You are viewing a plain text version of this content. The canonical link for it is here.

Posted to reviews@spark.apache.org by "sandip-db (via GitHub)" <gi...@apache.org> on 2024/01/05 01:38:15 UTC

[PR] [SPARK-46599][SQL] XML: Use TypeCoercion.findTightestCommonType for compatibility check [spark]
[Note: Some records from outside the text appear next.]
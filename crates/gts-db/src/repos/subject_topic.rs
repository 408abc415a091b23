//! Subject topic repository.

use gts_core::entities::SubjectTopic;
use gts_core::enums::EntityKind;
use gts_core::inputs::{NewSubjectTopic, SubjectTopicUpdate};
use libsql::Connection;

use crate::error::{DatabaseError, is_foreign_key_violation, write_error};
use crate::helpers::Assignments;
use crate::repos::references::referenced_by;
use crate::service::RegistryService;

pub(crate) const SELECT_COLS: &str = "topic_id, topic_name";

pub(crate) fn row_to_subject_topic(row: &libsql::Row) -> Result<SubjectTopic, DatabaseError> {
    Ok(SubjectTopic {
        topic_id: row.get(0)?,
        topic_name: row.get(1)?,
    })
}

async fn fetch_subject_topic(
    conn: &Connection,
    id: i64,
) -> Result<Option<SubjectTopic>, DatabaseError> {
    let mut rows = conn
        .query(
            &format!("SELECT {SELECT_COLS} FROM subject_topic WHERE topic_id = ?1"),
            [id],
        )
        .await?;
    match rows.next().await? {
        Some(row) => Ok(Some(row_to_subject_topic(&row)?)),
        None => Ok(None),
    }
}

impl RegistryService {
    pub async fn list_subject_topics(&self) -> Result<Vec<SubjectTopic>, DatabaseError> {
        let conn = self.db().acquire().await;
        let mut rows = conn
            .query(
                &format!("SELECT {SELECT_COLS} FROM subject_topic ORDER BY topic_name"),
                (),
            )
            .await?;

        let mut topics = Vec::new();
        while let Some(row) = rows.next().await? {
            topics.push(row_to_subject_topic(&row)?);
        }
        Ok(topics)
    }

    pub async fn get_subject_topic(&self, id: i64) -> Result<Option<SubjectTopic>, DatabaseError> {
        let conn = self.db().acquire().await;
        fetch_subject_topic(&conn, id).await
    }

    pub async fn create_subject_topic(
        &self,
        input: &NewSubjectTopic,
    ) -> Result<SubjectTopic, DatabaseError> {
        let conn = self.db().acquire().await;
        conn.execute(
            "INSERT INTO subject_topic (topic_name) VALUES (?1)",
            [input.topic_name.as_str()],
        )
        .await
        .map_err(|e| write_error(e, EntityKind::SubjectTopic))?;

        let id = conn.last_insert_rowid();
        tracing::debug!(topic_id = id, "subject topic created");
        fetch_subject_topic(&conn, id)
            .await?
            .ok_or(DatabaseError::NoResult)
    }

    pub async fn update_subject_topic(
        &self,
        id: i64,
        update: &SubjectTopicUpdate,
    ) -> Result<Option<SubjectTopic>, DatabaseError> {
        let mut assignments = Assignments::new();
        assignments.set("topic_name", update.topic_name.clone());

        let conn = self.db().acquire().await;
        if assignments.is_empty() {
            return fetch_subject_topic(&conn, id).await;
        }

        let (sql, params) = assignments.into_statement("subject_topic", "topic_id", id);
        conn.execute(&sql, libsql::params_from_iter(params))
            .await
            .map_err(|e| write_error(e, EntityKind::SubjectTopic))?;
        fetch_subject_topic(&conn, id).await
    }

    pub async fn delete_subject_topic(&self, id: i64) -> Result<bool, DatabaseError> {
        let conn = self.db().acquire().await;
        match conn
            .execute("DELETE FROM subject_topic WHERE topic_id = ?1", [id])
            .await
        {
            Ok(n) => Ok(n > 0),
            Err(e) if is_foreign_key_violation(&e) => Err(DatabaseError::StillReferenced {
                entity: EntityKind::SubjectTopic,
                referenced_by: referenced_by(&conn, EntityKind::SubjectTopic, id).await?,
            }),
            Err(e) => Err(e.into()),
        }
    }
}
sandip-db opened a new pull request, #44601:
URL: https://github.com/apache/spark/pull/44601

   ### What changes were proposed in this pull request?
   Use TypeCoercion.findTightestCommonType for compatibility check
   
   ### Why are the changes needed?
   To achieve consistency of dataType compatibility checks with other formats.
   
   ### Does this PR introduce _any_ user-facing change?
   Yes
   
   ### How was this patch tested?
   Unit test
   
   ### Was this patch authored or co-authored using generative AI tooling?
   No


-- 
This is an automated message from the Apache Git Service.
To respond to the message, please log on to GitHub and use the
URL above to go to the specific comment.

To unsubscribe, e-mail: reviews-unsubscribe@spark.apache.org

For queries about this service, please contact Infrastructure at:
users@infra.apache.org


---------------------------------------------------------------------
To unsubscribe, e-mail: reviews-unsubscribe@spark.apache.org
For additional commands, e-mail: reviews-help@spark.apache.org

Re: [PR] [SPARK-46599][SQL] XML: Use TypeCoercion.findTightestCommonType for compatibility check [spark]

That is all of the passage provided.